_Aim of the task_
Lines in the listing below containing the string "HeaderMap" are to be identified and copied.

*** Opening Records supplied ***

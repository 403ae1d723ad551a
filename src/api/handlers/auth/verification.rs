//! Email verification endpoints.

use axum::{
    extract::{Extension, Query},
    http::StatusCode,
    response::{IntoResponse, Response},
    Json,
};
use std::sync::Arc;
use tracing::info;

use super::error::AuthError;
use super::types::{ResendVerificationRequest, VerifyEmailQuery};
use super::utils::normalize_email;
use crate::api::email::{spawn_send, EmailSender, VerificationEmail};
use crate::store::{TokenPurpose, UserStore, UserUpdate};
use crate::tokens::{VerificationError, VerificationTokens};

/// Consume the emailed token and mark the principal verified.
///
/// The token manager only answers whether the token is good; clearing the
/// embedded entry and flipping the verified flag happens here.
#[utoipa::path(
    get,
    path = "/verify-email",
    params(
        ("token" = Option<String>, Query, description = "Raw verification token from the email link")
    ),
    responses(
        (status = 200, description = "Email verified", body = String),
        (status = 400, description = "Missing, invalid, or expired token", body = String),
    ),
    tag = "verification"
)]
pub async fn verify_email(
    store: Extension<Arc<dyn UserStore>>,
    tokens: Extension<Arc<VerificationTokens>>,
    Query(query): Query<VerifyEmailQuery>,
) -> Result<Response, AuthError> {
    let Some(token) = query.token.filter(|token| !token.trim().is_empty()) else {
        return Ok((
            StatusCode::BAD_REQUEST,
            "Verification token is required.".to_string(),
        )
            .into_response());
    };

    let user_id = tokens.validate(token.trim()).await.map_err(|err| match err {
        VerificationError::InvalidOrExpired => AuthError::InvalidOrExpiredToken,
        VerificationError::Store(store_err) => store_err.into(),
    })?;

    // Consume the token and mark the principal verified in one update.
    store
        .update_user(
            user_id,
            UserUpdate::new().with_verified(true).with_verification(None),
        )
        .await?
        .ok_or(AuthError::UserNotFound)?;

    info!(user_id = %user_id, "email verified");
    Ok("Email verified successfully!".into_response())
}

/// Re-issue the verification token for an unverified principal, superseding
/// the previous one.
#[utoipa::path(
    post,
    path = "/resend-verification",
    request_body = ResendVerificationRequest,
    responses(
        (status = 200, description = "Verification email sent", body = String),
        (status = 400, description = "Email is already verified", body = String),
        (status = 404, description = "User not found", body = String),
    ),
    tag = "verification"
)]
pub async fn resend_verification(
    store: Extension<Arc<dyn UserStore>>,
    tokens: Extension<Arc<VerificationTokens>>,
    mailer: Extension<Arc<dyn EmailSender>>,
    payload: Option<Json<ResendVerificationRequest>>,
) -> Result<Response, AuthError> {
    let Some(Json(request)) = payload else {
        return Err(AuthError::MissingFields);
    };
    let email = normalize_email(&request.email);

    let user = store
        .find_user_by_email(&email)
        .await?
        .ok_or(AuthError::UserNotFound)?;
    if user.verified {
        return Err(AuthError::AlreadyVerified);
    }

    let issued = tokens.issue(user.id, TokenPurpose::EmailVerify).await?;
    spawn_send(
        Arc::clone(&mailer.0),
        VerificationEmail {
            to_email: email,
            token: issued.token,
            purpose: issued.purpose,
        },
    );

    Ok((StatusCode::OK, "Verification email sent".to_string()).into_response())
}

*** Closing Records supplied ***
*** Opening Records supplied ***

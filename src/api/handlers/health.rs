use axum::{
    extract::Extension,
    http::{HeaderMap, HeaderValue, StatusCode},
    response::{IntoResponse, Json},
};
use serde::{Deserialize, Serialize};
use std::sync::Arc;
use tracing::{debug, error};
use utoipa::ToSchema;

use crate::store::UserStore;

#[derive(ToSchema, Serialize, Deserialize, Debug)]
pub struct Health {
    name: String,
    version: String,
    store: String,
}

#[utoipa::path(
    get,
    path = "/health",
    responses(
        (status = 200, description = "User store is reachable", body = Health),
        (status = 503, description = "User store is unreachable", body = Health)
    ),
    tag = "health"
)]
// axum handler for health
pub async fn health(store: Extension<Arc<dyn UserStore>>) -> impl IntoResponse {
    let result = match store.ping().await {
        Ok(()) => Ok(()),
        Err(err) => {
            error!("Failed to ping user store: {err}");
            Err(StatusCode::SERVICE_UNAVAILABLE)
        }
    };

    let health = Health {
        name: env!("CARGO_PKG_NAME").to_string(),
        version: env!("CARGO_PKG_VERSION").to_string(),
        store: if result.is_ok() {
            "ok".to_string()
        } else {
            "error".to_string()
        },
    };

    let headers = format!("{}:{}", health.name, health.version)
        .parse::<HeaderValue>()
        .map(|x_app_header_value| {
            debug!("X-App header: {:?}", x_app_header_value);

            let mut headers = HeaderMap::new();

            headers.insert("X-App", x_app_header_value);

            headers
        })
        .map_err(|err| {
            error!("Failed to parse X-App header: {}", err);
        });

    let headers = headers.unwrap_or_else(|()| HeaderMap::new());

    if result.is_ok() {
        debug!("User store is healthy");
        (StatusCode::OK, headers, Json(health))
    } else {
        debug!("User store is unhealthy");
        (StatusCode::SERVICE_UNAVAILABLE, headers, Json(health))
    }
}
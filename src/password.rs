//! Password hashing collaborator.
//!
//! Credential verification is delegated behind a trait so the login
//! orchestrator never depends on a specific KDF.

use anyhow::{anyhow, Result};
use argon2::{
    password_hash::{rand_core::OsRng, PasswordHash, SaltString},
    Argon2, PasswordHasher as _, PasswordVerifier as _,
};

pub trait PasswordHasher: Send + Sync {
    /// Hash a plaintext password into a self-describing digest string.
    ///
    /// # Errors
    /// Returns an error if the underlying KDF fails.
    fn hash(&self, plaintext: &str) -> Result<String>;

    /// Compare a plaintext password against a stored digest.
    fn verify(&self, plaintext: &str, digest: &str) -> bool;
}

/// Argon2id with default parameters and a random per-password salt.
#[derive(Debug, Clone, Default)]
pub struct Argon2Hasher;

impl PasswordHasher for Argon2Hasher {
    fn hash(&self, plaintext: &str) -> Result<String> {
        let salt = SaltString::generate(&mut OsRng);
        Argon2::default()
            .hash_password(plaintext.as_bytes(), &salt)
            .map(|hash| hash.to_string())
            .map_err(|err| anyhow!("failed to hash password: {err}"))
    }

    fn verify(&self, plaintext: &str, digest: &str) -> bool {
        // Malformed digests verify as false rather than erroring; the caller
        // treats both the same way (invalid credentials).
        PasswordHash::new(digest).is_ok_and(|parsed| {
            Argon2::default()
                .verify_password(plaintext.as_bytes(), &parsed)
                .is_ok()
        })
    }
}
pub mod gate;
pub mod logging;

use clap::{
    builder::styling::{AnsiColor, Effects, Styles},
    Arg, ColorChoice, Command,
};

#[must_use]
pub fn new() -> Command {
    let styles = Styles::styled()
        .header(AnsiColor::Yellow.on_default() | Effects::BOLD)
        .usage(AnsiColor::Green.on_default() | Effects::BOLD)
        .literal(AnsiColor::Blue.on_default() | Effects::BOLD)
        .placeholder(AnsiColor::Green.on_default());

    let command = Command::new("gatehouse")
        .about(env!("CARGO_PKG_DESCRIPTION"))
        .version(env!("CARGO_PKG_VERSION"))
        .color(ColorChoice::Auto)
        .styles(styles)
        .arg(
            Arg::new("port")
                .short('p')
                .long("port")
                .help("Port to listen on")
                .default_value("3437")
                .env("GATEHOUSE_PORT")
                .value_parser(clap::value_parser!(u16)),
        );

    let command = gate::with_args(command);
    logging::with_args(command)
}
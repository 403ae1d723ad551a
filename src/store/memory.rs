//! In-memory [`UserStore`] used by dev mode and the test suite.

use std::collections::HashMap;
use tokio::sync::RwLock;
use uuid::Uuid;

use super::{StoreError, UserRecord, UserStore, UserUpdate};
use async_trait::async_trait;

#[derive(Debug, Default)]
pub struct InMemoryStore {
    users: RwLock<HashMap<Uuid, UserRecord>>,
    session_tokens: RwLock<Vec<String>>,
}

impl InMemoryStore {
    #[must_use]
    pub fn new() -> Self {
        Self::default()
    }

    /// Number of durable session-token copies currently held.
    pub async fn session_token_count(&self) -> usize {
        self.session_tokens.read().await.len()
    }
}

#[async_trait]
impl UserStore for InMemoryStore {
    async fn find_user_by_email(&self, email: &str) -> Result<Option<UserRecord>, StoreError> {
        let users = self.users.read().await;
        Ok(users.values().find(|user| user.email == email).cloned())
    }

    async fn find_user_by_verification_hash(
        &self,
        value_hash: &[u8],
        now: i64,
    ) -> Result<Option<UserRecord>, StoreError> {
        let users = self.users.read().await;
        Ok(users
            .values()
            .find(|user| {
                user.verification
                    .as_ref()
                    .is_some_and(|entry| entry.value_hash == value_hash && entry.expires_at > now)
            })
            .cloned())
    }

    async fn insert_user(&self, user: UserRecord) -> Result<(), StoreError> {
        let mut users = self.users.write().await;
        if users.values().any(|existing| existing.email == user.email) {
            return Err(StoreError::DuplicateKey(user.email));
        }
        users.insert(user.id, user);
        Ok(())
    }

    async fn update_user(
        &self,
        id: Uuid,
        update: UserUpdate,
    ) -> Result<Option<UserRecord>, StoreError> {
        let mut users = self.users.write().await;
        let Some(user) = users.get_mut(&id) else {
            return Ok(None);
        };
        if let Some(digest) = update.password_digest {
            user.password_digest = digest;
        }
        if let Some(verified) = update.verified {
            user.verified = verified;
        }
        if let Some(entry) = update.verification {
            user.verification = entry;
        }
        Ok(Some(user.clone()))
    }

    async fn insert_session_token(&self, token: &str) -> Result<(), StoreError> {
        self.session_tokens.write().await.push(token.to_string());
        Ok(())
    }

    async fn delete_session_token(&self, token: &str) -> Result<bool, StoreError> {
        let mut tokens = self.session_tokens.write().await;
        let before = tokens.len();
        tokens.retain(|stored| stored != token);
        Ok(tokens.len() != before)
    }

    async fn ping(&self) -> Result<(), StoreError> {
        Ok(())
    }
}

*** Closing Records supplied ***

_Exercise output_
    http::{HeaderMap, HeaderValue, StatusCode},
            let mut headers = HeaderMap::new();
    let headers = headers.unwrap_or_else(|()| HeaderMap::new());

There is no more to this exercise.